▶ YOUR INSTRUCTIONS
Nothing but an exact copy of the records below counts as the answer.
==== EXTRACTED RECORDS ====
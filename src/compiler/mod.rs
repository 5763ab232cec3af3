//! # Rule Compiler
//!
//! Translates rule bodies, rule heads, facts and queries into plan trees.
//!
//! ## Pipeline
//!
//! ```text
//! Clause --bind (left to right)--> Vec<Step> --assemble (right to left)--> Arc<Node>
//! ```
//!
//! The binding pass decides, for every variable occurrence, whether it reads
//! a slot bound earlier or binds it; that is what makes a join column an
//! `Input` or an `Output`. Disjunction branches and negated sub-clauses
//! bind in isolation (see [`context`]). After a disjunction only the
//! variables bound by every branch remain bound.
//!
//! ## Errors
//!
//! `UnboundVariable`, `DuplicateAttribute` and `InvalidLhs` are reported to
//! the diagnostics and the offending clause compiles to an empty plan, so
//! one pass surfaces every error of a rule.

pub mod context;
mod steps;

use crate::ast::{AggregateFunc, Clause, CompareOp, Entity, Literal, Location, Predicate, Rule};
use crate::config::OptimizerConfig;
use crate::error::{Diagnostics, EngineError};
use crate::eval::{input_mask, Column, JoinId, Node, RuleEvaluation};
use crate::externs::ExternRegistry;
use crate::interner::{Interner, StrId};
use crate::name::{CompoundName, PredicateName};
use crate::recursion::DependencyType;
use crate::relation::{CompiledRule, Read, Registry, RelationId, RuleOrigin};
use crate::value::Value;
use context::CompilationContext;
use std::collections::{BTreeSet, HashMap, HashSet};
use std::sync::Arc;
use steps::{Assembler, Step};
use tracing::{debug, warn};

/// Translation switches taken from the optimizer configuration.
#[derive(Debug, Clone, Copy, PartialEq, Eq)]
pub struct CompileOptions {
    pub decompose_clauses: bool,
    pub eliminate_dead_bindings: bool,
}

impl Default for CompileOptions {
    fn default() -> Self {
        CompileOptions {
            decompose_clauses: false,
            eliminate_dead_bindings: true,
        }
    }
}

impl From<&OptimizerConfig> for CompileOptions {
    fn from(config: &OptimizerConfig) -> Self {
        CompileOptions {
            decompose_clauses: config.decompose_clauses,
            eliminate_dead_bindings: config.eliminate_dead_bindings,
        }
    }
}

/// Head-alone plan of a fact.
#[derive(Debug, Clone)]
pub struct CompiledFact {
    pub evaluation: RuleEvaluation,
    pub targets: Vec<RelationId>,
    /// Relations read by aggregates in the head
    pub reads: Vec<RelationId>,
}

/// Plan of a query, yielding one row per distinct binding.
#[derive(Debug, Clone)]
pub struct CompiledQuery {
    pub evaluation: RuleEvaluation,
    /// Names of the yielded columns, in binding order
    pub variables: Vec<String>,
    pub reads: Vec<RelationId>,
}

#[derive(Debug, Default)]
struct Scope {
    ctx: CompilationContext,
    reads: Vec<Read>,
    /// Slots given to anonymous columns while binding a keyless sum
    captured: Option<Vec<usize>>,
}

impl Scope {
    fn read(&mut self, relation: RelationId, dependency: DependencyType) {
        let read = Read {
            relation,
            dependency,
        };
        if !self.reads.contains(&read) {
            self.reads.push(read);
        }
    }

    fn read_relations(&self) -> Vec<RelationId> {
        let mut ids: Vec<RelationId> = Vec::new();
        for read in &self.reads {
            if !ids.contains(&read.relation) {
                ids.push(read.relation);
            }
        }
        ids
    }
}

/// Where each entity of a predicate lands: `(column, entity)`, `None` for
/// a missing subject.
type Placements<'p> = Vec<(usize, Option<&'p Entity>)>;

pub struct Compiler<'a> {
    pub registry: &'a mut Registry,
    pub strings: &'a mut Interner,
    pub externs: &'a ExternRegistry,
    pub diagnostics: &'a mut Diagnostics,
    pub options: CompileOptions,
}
====
▶ TASK RESPONSE
filename src/compiler/mod.rs
repository 5763ab232cec3af3
//! # Rule Compiler
//!
//! Translates rule bodies, rule heads, facts and queries into plan trees.
//!
//! ## Pipeline
//!
//! ```text
//! Clause --bind (left to right)--> Vec<Step> --assemble (right to left)--> Arc<Node>
//! ```
//!
//! The binding pass decides, for every variable occurrence, whether it reads
//! a slot bound earlier or binds it; that is what makes a join column an
//! `Input` or an `Output`. Disjunction branches and negated sub-clauses
//! bind in isolation (see [`context`]). After a disjunction only the
//! variables bound by every branch remain bound.
//!
//! ## Errors
//!
//! `UnboundVariable`, `DuplicateAttribute` and `InvalidLhs` are reported to
//! the diagnostics and the offending clause compiles to an empty plan, so
//! one pass surfaces every error of a rule.

pub mod context;
mod steps;

use crate::ast::{AggregateFunc, Clause, CompareOp, Entity, Literal, Location, Predicate, Rule};
use crate::config::OptimizerConfig;
use crate::error::{Diagnostics, EngineError};
use crate::eval::{input_mask, Column, JoinId, Node, RuleEvaluation};
use crate::externs::ExternRegistry;
use crate::interner::{Interner, StrId};
use crate::name::{CompoundName, PredicateName};
use crate::recursion::DependencyType;
use crate::relation::{CompiledRule, Read, Registry, RelationId, RuleOrigin};
use crate::value::Value;
use context::CompilationContext;
use std::collections::{BTreeSet, HashMap, HashSet};
use std::sync::Arc;
use steps::{Assembler, Step};
use tracing::{debug, warn};

/// Translation switches taken from the optimizer configuration.
#[derive(Debug, Clone, Copy, PartialEq, Eq)]
pub struct CompileOptions {
    pub decompose_clauses: bool,
    pub eliminate_dead_bindings: bool,
}

impl Default for CompileOptions {
    fn default() -> Self {
        CompileOptions {
            decompose_clauses: false,
            eliminate_dead_bindings: true,
        }
    }
}

impl From<&OptimizerConfig> for CompileOptions {
    fn from(config: &OptimizerConfig) -> Self {
        CompileOptions {
            decompose_clauses: config.decompose_clauses,
            eliminate_dead_bindings: config.eliminate_dead_bindings,
        }
    }
}

/// Head-alone plan of a fact.
#[derive(Debug, Clone)]
pub struct CompiledFact {
    pub evaluation: RuleEvaluation,
    pub targets: Vec<RelationId>,
    /// Relations read by aggregates in the head
    pub reads: Vec<RelationId>,
}

/// Plan of a query, yielding one row per distinct binding.
#[derive(Debug, Clone)]
pub struct CompiledQuery {
    pub evaluation: RuleEvaluation,
    /// Names of the yielded columns, in binding order
    pub variables: Vec<String>,
    pub reads: Vec<RelationId>,
}

#[derive(Debug, Default)]
struct Scope {
    ctx: CompilationContext,
    reads: Vec<Read>,
    /// Slots given to anonymous columns while binding a keyless sum
    captured: Option<Vec<usize>>,
}

impl Scope {
    fn read(&mut self, relation: RelationId, dependency: DependencyType) {
        let read = Read {
            relation,
            dependency,
        };
        if !self.reads.contains(&read) {
            self.reads.push(read);
        }
    }

    fn read_relations(&self) -> Vec<RelationId> {
        let mut ids: Vec<RelationId> = Vec::new();
        for read in &self.reads {
            if !ids.contains(&read.relation) {
                ids.push(read.relation);
            }
        }
        ids
    }
}

/// Where each entity of a predicate lands: `(column, entity)`, `None` for
/// a missing subject.
type Placements<'p> = Vec<(usize, Option<&'p Entity>)>;

pub struct Compiler<'a> {
    pub registry: &'a mut Registry,
    pub strings: &'a mut Interner,
    pub externs: &'a ExternRegistry,
    pub diagnostics: &'a mut Diagnostics,
    pub options: CompileOptions,
}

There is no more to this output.